Mexican Reporter Maria Teresa Montaño Abducted, Robbed in Toluca
HAVANA TIMES – Mexican authorities must immediately investigate the abduction and robbery of journalist Maria Teresa Montaño Delgado and take all necessary steps to guarantee her safety, the Committee to Protect Journalists said today.
On the afternoon of August 13, three unidentified men abducted Montaño, a freelance investigative reporter, as she attempted to board a public bus in a suburb of Toluca, the capital of the state of Mexico, according to news reports and the journalist, who spoke to CPJ in a phone interview.
The men held Montaño at gunpoint, blindfolded her, and brought her to several ATMs where they forced her to withdraw money; they then commandeered her car, drove to her residence, and stole her phone, laptop, voice recorder, tablet, and a box carrying personal documents and notebooks she used for her work, the journalist told CPJ.
The men threatened to kill Montaño if she reported the crime, and then drove her to the outskirts of Toluca, where they left her and stole her car; they detained her for about three hours in total, she said.
“The abduction, robbery, and death threats that Mexican journalist Maria Teresa Montaño was subjected to, in broad daylight, demonstrate the brutal violence that reporters face in the country,” said Jan-Albert Hootsen, CPJ’s Mexico representative. “Authorities in the state of Mexico must immediately provide protection to Montaño and bring the perpetrators of this attack to justice.”
Montaño is a freelance journalist based in Toluca who works as the editor of The Observer, a website that investigates alleged corruption, abuse of power, and wasteful spending in Mexico state, and publishes fact-checks of statements given by state and national politicians.
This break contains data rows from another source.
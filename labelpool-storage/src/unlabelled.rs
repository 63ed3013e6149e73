//! Tail-indexed view over the ordered unlabeled list.

use crate::context::StorageContext;
use labelpool_core::{codec, keys, LabelPoolResult, SampleRow};
use tracing::warn;

/// Read access to unlabeled rows by the order the partitioner pushed them.
///
/// Offsets are resolved against the list length at the moment of each
/// read, so offset `p` always names the `p`-th pushed row.
#[derive(Debug, Clone)]
pub struct UnlabelledPool {
    ctx: StorageContext,
    list_key: String,
    experiment_doc: String,
}

impl UnlabelledPool {
    pub fn new(
        ctx: StorageContext,
        list_key: impl Into<String>,
        experiment_doc: impl Into<String>,
    ) -> Self {
        Self {
            ctx,
            list_key: list_key.into(),
            experiment_doc: experiment_doc.into(),
        }
    }

    pub fn list_key(&self) -> &str {
        &self.list_key
    }

    /// The `p`-th pushed row, or `None` if out of range or undecodable.
    pub fn item(&self, p: u64) -> LabelPoolResult<Option<SampleRow>> {
        let Some(blob) = self.ctx.lists.index_from_tail(&self.list_key, p)? else {
            return Ok(None);
        };
        match codec::decode(&blob) {
            Ok(row) => Ok(Some(row)),
            Err(e) => {
                warn!(
                    list = %self.list_key,
                    offset = p,
                    error = %e,
                    "unlabelled item decode failed"
                );
                Ok(None)
            }
        }
    }

    /// Current list length.
    pub fn len(&self) -> LabelPoolResult<u64> {
        self.ctx.lists.list_len(&self.list_key)
    }

    pub fn is_empty(&self) -> LabelPoolResult<bool> {
        Ok(self.len()? == 0)
    }

    /// Length recorded by the partitioner in the document store.
    pub fn recorded_len(&self) -> LabelPoolResult<Option<u64>> {
        Ok(self
            .ctx
            .docs
            .doc_get(&self.experiment_doc, keys::UNLABELLED_LEN)?
            .and_then(|v| v.as_u64()))
    }
}
//! Error types for labelpool operations

use thiserror::Error;

/// Storage layer errors.
#[derive(Debug, Clone, Error, PartialEq, Eq)]
pub enum StorageError {
    #[error("Write failed for key {key}: {reason}")]
    WriteFailed { key: String, reason: String },

    #[error("Read failed for key {key}: {reason}")]
    ReadFailed { key: String, reason: String },

    #[error("Transaction failed: {reason}")]
    TransactionFailed { reason: String },

    #[error("Storage lock poisoned")]
    LockPoisoned,
}

/// Serialization codec errors.
#[derive(Debug, Clone, Error, PartialEq, Eq)]
pub enum CodecError {
    #[error("Encode failed: {reason}")]
    Encode { reason: String },

    #[error("Decode failed: {reason}")]
    Decode { reason: String },

    #[error("Unknown encoding tag: {tag:#04x}")]
    UnknownTag { tag: u8 },

    #[error("Blob truncated")]
    Truncated,
}

/// Configuration errors.
#[derive(Debug, Clone, Error, PartialEq, Eq)]
pub enum ConfigError {
    #[error("Invalid value for {field}: {value} - {reason}")]
    InvalidValue {
        field: String,
        value: String,
        reason: String,
    },
}

/// Errors raised by the pluggable learning algorithm.
#[derive(Debug, Clone, Error, PartialEq, Eq)]
pub enum AlgorithmError {
    #[error("Algorithm {alg_label} failed to initialize: {reason}")]
    InitFailed { alg_label: String, reason: String },

    #[error("Algorithm {alg_label} failed to select a query: {reason}")]
    QueryFailed { alg_label: String, reason: String },

    #[error("Algorithm {alg_label} failed to process answer: {reason}")]
    UpdateFailed { alg_label: String, reason: String },

    #[error("Algorithm {alg_label} has no model available")]
    ModelUnavailable { alg_label: String },
}

/// Malformed string-literal structured field.
#[derive(Debug, Clone, Error, PartialEq, Eq)]
#[error("Malformed {field} at offset {offset}: {reason}")]
pub struct FieldError {
    pub field: String,
    pub offset: usize,
    pub reason: String,
}

/// Partitioning errors, raised only under the strict load policy.
#[derive(Debug, Clone, Error, PartialEq, Eq)]
pub enum LoadError {
    #[error("Partial load: {failed} of {attempted} writes failed")]
    PartialLoad { attempted: usize, failed: usize },
}

/// Master error type for all labelpool errors.
#[derive(Debug, Clone, Error)]
pub enum LabelPoolError {
    #[error("Storage error: {0}")]
    Storage(#[from] StorageError),

    #[error("Codec error: {0}")]
    Codec(#[from] CodecError),

    #[error("Config error: {0}")]
    Config(#[from] ConfigError),

    #[error("Algorithm error: {0}")]
    Algorithm(#[from] AlgorithmError),

    #[error("Load error: {0}")]
    Load(#[from] LoadError),
}

/// Result type alias for labelpool operations.
pub type LabelPoolResult<T> = Result<T, LabelPoolError>;

// =============================================================================
// TESTS
// =============================================================================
She also covers politics in the state for Proceso, a Mexico City-based weekly magazine.
The Observer has recently reported on alleged irregularities in the finances of Mexico state’s government and a state official shelving an investigation into alleged corruption by state officials. The website has also published fact-checks of speeches given by public officials of many different political parties, including President Andrés Manuel López Obrador and Mexico state Governor Alfredo Del Mazo.
In Proceso, she has covered a wide range of topics, including COVID-19 in Mexico state and an attack by an organized crime group on a local mayor.
Montaño told CPJ that, at the time of her abduction, she was working on a corruption investigation involving state officials. She said the men who abducted her stole notes and files concerning that investigation.
“They took everything that I use to work, all my equipment, documents, files, my cellphone, and my car,” Montaño told CPJ. “One of the men knew that I was a journalist. It wasn’t a question, he said it as a statement: ‘You’re a journalist.’”
Montaño said she did not know how the men knew she was a journalist. She said the kidnappers were talking with other people on their phones during the incident, who may have identified her. She said the men also could have looked through her journalistic work at her house, but added that she did not know if they did so because she was blindfolded.
Montaño told CPJ that state officials have repeatedly responded with hostility to The Observer’s work, including by denying her access to press briefings and by pressuring other officials to limit their contact with her.
She told CPJ that she had not previously received death threats over her work.
Montaño said she reported the incident to the Mexico state prosecutor’s office on the day of the abduction. When CPJ contacted Claudio Barrera, a spokesperson for that office, via messaging app yesterday, he acknowledged receiving CPJ’s questions and said that he would look into it. He had not replied as of today.
An official with the Federal Mechanism for the Protection of Human Rights Defenders and Journalists, which coordinates federally sanctioned protection programs for reporters, told CPJ that the agency had contacted Montaño and would incorporate her into a protection scheme. The official declined to provide details about the nature of possible protective measures that will be assigned to the reporter, citing her safety and privacy. The official asked not to be named, as they are not authorized to comment on the issue.
Mexico is the most dangerous country in the western hemisphere for journalists. According to CPJ research, at least two journalists have been killed in direct relation to their work in the country this year.
CPJ is investigating two other killings to determine the motive, as well the March 10 disappearance of reporter Jorge Molontzín in the state of Sonora.